• [Task inputs]:

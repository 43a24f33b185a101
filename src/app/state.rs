// src/app/state.rs
//! Application state and menu dispatch.

use std::{
    io::{self, BufRead, Write},
    path::{Path, PathBuf},
};

use anyhow::{Context, Result};
use tracing::{debug, info, warn};

use crate::{
    config::Settings,
    fs::{
        create_directory, filter_by_extension, filter_by_pattern, load_entries, parent_of,
        resolve_dir, root_of, tail_path, BrowseError, Entry,
    },
    ui::{
        menu::{
            ChangeChoice, ListChoice, MainChoice, CHANGE_MENU, CHOICE_PROMPT, LIST_MENU,
            MAIN_MENU, OPTION_PROMPT,
        },
        Console,
    },
};

/// Main application state.
pub struct App {
    /// Directory every operation works against
    current_dir: PathBuf,
    settings: Settings,
}

impl App {
    /// Create the app in the configured start directory, or the process
    /// working directory when none is set or it cannot be entered.
    pub fn new(settings: Settings) -> Result<Self> {
        let cwd = std::env::current_dir().context("cannot read the working directory")?;
        let start = match &settings.start_dir {
            Some(dir) => match resolve_dir(&cwd, dir) {
                Ok(dir) => dir,
                Err(_) => {
                    warn!(
                        start_dir = %dir.display(),
                        "start directory unusable, using working directory"
                    );
                    cwd
                }
            },
            None => cwd,
        };
        Ok(Self::with_dir(start, settings))
    }

    /// Create the app rooted at `dir`.
    pub fn with_dir(dir: PathBuf, settings: Settings) -> Self {
        Self {
            current_dir: dir,
            settings,
        }
    }

    pub fn current_dir(&self) -> &Path {
        &self.current_dir
    }

    /// Run the menu loop until Exit is chosen or input ends.
    pub fn run<R: BufRead, W: Write>(&mut self, console: &mut Console<R, W>) -> io::Result<()> {
        loop {
            console.say("")?;
            console.heading(&format!(
                "Current directory: {}",
                tail_path(&self.current_dir, 3)
            ))?;
            console.lines(MAIN_MENU)?;

            let Some(n) = console.read_number(OPTION_PROMPT)? else {
                console.say("")?;
                console.say("Exiting program.")?;
                return Ok(());
            };

            match MainChoice::from_number(n) {
                Some(choice) => {
                    if self.on_choice(choice, console)? {
                        return Ok(());
                    }
                }
                None => console.say("Invalid option. Please try again.")?,
            }
        }
    }

    /// Handle a main-menu choice and return true if the app should quit.
    pub fn on_choice<R: BufRead, W: Write>(
        &mut self,
        choice: MainChoice,
        console: &mut Console<R, W>,
    ) -> io::Result<bool> {
        match choice {
            MainChoice::ListFiles => self.list_files(console)?,
            MainChoice::CreateDirectory => self.create_directory(console)?,
            MainChoice::ChangeDirectory => self.change_directory(console)?,
            MainChoice::Exit => {
                console.say("Exiting program.")?;
                return Ok(true);
            }
        }
        Ok(false)
    }

    fn list_files<R: BufRead, W: Write>(&self, console: &mut Console<R, W>) -> io::Result<()> {
        console.lines(LIST_MENU)?;
        let Some(n) = console.read_number(CHOICE_PROMPT)? else {
            return Ok(());
        };
        let Some(choice) = ListChoice::from_number(n) else {
            return console.say("Invalid choice!");
        };

        match choice {
            ListChoice::All => {
                console.say("")?;
                console.heading("Files in current directory:")?;
                let entries = match self.entries() {
                    Ok(entries) => entries,
                    Err(e) => return report(console, &e),
                };
                for entry in &entries {
                    console.say(&format!("- {}", entry.name))?;
                }
            }
            ListChoice::ByExtension => {
                let Some(ext) =
                    console.read_text("Enter file extension (include the dot, e.g., .txt): ")?
                else {
                    return Ok(());
                };
                console.say("")?;
                console.heading(&format!("Listing files with extension {ext}:"))?;
                let entries = match self.entries() {
                    Ok(entries) => entries,
                    Err(e) => return report(console, &e),
                };
                let found = filter_by_extension(&entries, &ext);
                if found.is_empty() {
                    console.say(&format!("No files found with extension {ext}!"))?;
                }
                for entry in found {
                    console.say(&entry.name)?;
                }
            }
            ListChoice::ByPattern => {
                let Some(pattern) = console.read_text("Enter file pattern (e.g., moha*.*): ")?
                else {
                    return Ok(());
                };
                console.say("")?;
                console.heading(&format!("Listing files matching pattern {pattern}:"))?;
                let entries = match self.entries() {
                    Ok(entries) => entries,
                    Err(e) => return report(console, &e),
                };
                let found = filter_by_pattern(&entries, &pattern);
                if found.is_empty() {
                    console.say(&format!("No files found matching pattern {pattern}!"))?;
                }
                for entry in found {
                    console.say(&entry.name)?;
                }
            }
        }
        Ok(())
    }

    fn create_directory<R: BufRead, W: Write>(
        &self,
        console: &mut Console<R, W>,
    ) -> io::Result<()> {
        console.say("")?;
        let Some(name) = console.read_text("Enter new directory name: ")? else {
            return Ok(());
        };

        match create_directory(&self.current_dir, &name) {
            Ok(path) => {
                info!(path = %path.display(), "created directory");
                console.say(&format!("Directory \"{name}\" created successfully."))
            }
            Err(e) => report(console, &e),
        }
    }

    fn change_directory<R: BufRead, W: Write>(
        &mut self,
        console: &mut Console<R, W>,
    ) -> io::Result<()> {
        console.say("")?;
        console.heading("Change Directory Menu")?;
        console.lines(CHANGE_MENU)?;
        let Some(n) = console.read_number(CHOICE_PROMPT)? else {
            return Ok(());
        };
        let Some(choice) = ChangeChoice::from_number(n) else {
            return console.say("Invalid choice!");
        };

        match choice {
            ChangeChoice::Parent => match parent_of(&self.current_dir) {
                Ok(parent) => {
                    self.enter(parent);
                    console.say(&format!(
                        "Changed to parent directory: {}",
                        self.current_dir.display()
                    ))
                }
                Err(e) => report(console, &e),
            },
            ChangeChoice::Root => match root_of(&self.current_dir) {
                Ok(root) => {
                    self.enter(root);
                    console.say(&format!(
                        "Changed to root directory: {}",
                        self.current_dir.display()
                    ))
                }
                Err(e) => report(console, &e),
            },
            ChangeChoice::Custom => {
                let Some(input) =
                    console.read_text("Enter new directory path (e.g., /home/user/Documents): ")?
                else {
                    return Ok(());
                };
                match resolve_dir(&self.current_dir, &input) {
                    Ok(dir) => {
                        self.enter(dir);
                        console.say(&format!(
                            "Changed to directory: {}",
                            self.current_dir.display()
                        ))
                    }
                    Err(e) => {
                        debug!(requested = %input, "custom path rejected");
                        report(console, &e)
                    }
                }
            }
        }
    }

    fn entries(&self) -> Result<Vec<Entry>, BrowseError> {
        load_entries(&self.current_dir, self.settings.sort_entries)
    }

    fn enter(&mut self, dir: PathBuf) {
        info!(from = %self.current_dir.display(), to = %dir.display(), "changed directory");
        self.current_dir = dir;
    }
}

/// Print a failed operation; the menu loop carries on afterwards.
fn report<R: BufRead, W: Write>(console: &mut Console<R, W>, err: &BrowseError) -> io::Result<()> {
    if err.is_filesystem() {
        warn!(error = %err, "filesystem operation failed");
        console.fs_error(&err.to_string())
    } else {
        console.error(&err.to_string())
    }
}
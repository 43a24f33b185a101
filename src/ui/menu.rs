// src/ui/menu.rs
//! Menu texts and the mapping from typed numbers to menu choices.

/// Main menu, shown before every selection.
pub const MAIN_MENU: &[&str] = &[
    "[1] List Files",
    "[2] Create Directory",
    "[3] Change Directory",
    "[4] Exit",
];

pub const LIST_MENU: &[&str] = &[
    "[1] List All Files",
    "[2] List Files by Extension (e.g., .txt)",
    "[3] List Files by Pattern (e.g., moha*.*)",
];

pub const CHANGE_MENU: &[&str] = &[
    "[1] Move to Parent Directory",
    "[2] Move to Root Directory",
    "[3] Enter Custom Path (e.g., /home/user/Documents)",
];

pub const OPTION_PROMPT: &str = "Enter option: ";
pub const CHOICE_PROMPT: &str = "Enter choice: ";

/// Actions on the main menu.
#[derive(Debug, Clone, Copy, PartialEq, Eq)]
pub enum MainChoice {
    ListFiles,
    CreateDirectory,
    ChangeDirectory,
    Exit,
}

impl MainChoice {
    pub fn from_number(n: i64) -> Option<Self> {
        match n {
            1 => Some(Self::ListFiles),
            2 => Some(Self::CreateDirectory),
            3 => Some(Self::ChangeDirectory),
            4 => Some(Self::Exit),
            _ => None,
        }
    }
}

/// Listing modes offered by the "List Files" sub-menu.
#[derive(Debug, Clone, Copy, PartialEq, Eq)]
pub enum ListChoice {
    All,
    ByExtension,
    ByPattern,
}

impl ListChoice {
    pub fn from_number(n: i64) -> Option<Self> {
        match n {
            1 => Some(Self::All),
            2 => Some(Self::ByExtension),
            3 => Some(Self::ByPattern),
            _ => None,
        }
    }
}

/// Targets offered by the "Change Directory" sub-menu.
#[derive(Debug, Clone, Copy, PartialEq, Eq)]
pub enum ChangeChoice {
    Parent,
    Root,
    Custom,
}

impl ChangeChoice {
    pub fn from_number(n: i64) -> Option<Self> {
        match n {
            1 => Some(Self::Parent),
            2 => Some(Self::Root),
            3 => Some(Self::Custom),
            _ => None,
        }
    }
}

• [What the exercise asks]:
Using the listing above, pick out each line that contains the word "lines", then copy it.

• [Exercise output]:
            console.lines(MAIN_MENU)?;
        console.lines(LIST_MENU)?;
        console.lines(CHANGE_MENU)?;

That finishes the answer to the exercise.